» **Try it**:
Write out, word for word, every line from the one containing "table.subset(&filtered_indices(table, schema, criteria))" through the final line of the records.
Segment Start: Exercise data
use std::collections::BTreeSet;

use chrono::NaiveDate;

use super::model::{Story, StoryTable};
use super::schema::{Role, Schema};

// ---------------------------------------------------------------------------
// Filter criteria: what the user picked in the side panel
// ---------------------------------------------------------------------------

/// User-selected filters. Unset criteria impose no constraint.
#[derive(Debug, Clone, Default, PartialEq)]
pub struct FilterCriteria {
    /// Inclusive calendar-date range.
    pub date_range: Option<(NaiveDate, NaiveDate)>,
    /// Selected tags; matched case-insensitively, any one suffices.
    pub tags: BTreeSet<String>,
    /// Case-insensitive substring; empty disables search.
    pub search: String,
}

/// Split a raw tag cell on `;`, `|` and `,` into trimmed, non-empty tags.
pub fn split_tags(raw: &str) -> Vec<String> {
    raw.split([';', '|', ','])
        .map(str::trim)
        .filter(|t| !t.is_empty())
        .map(str::to_string)
        .collect()
}

/// Resolve a role to the position of its column in `table`.
fn role_index(table: &StoryTable, schema: &Schema, role: Role) -> Option<usize> {
    schema.column(role).and_then(|c| table.column_index(c))
}

fn story_tags(story: &Story, tag_idx: usize) -> Vec<String> {
    split_tags(&story.cell(tag_idx).to_text())
}

/// All distinct tags across the full table, sorted.
pub fn tag_vocabulary(table: &StoryTable, schema: &Schema) -> BTreeSet<String> {
    let Some(tag_idx) = role_index(table, schema, Role::Tags) else {
        return BTreeSet::new();
    };
    table
        .stories
        .iter()
        .flat_map(|story| story_tags(story, tag_idx))
        .collect()
}

/// Earliest and latest calendar dates of the date column.
pub fn date_span(table: &StoryTable, schema: &Schema) -> Option<(NaiveDate, NaiveDate)> {
    let idx = role_index(table, schema, Role::Date)?;
    let dates = table
        .stories
        .iter()
        .filter_map(|story| story.cell(idx).as_date())
        .map(|dt| dt.date());
    dates.fold(None, |span, d| match span {
        None => Some((d, d)),
        Some((lo, hi)) => Some((lo.min(d), hi.max(d))),
    })
}

/// Return indices of stories that pass all active filters, newest first when
/// the table has a date column (ties keep load order), load order otherwise.
///
/// Stages run in order: date range, tags, keyword search, sort.
pub fn filtered_indices(table: &StoryTable, schema: &Schema, criteria: &FilterCriteria) -> Vec<usize> {
    let date_idx = role_index(table, schema, Role::Date);
    let tag_idx = role_index(table, schema, Role::Tags);

    let wanted_tags: BTreeSet<String> = criteria.tags.iter().map(|t| t.to_lowercase()).collect();
    let query = criteria.search.to_lowercase();
    let search_cols: Vec<usize> = [Role::Title, Role::Intro, Role::KeyInformation, Role::Relevance]
        .into_iter()
        .filter_map(|role| role_index(table, schema, role))
        .collect();

    let mut indices: Vec<usize> = table
        .stories
        .iter()
        .enumerate()
        .filter(|(_, story)| {
            if let (Some(idx), Some((start, end))) = (date_idx, criteria.date_range) {
                match story.cell(idx).as_date() {
                    Some(dt) if (start..=end).contains(&dt.date()) => {}
                    _ => return false,
                }
            }
            if let (Some(idx), false) = (tag_idx, wanted_tags.is_empty()) {
                let matched = story_tags(story, idx)
                    .iter()
                    .any(|t| wanted_tags.contains(&t.to_lowercase()));
                if !matched {
                    return false;
                }
            }
            if !query.is_empty() {
                let hit = search_cols
                    .iter()
                    .any(|&c| story.cell(c).to_text().to_lowercase().contains(&query));
                if !hit {
                    return false;
                }
            }
            true
        })
        .map(|(i, _)| i)
        .collect();

    if let Some(idx) = date_idx {
        // Vec::sort_by_key is stable.
        indices.sort_by_key(|&i| std::cmp::Reverse(table.stories[i].cell(idx).as_date()));
    }
    indices
}

/// The filtered, sorted view as a table of its own.
pub fn apply_filters(table: &StoryTable, schema: &Schema, criteria: &FilterCriteria) -> StoryTable {
    table.subset(&filtered_indices(table, schema, criteria))
}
Segment End: Exercise data
» **Written response**:
    table.subset(&filtered_indices(table, schema, criteria))
}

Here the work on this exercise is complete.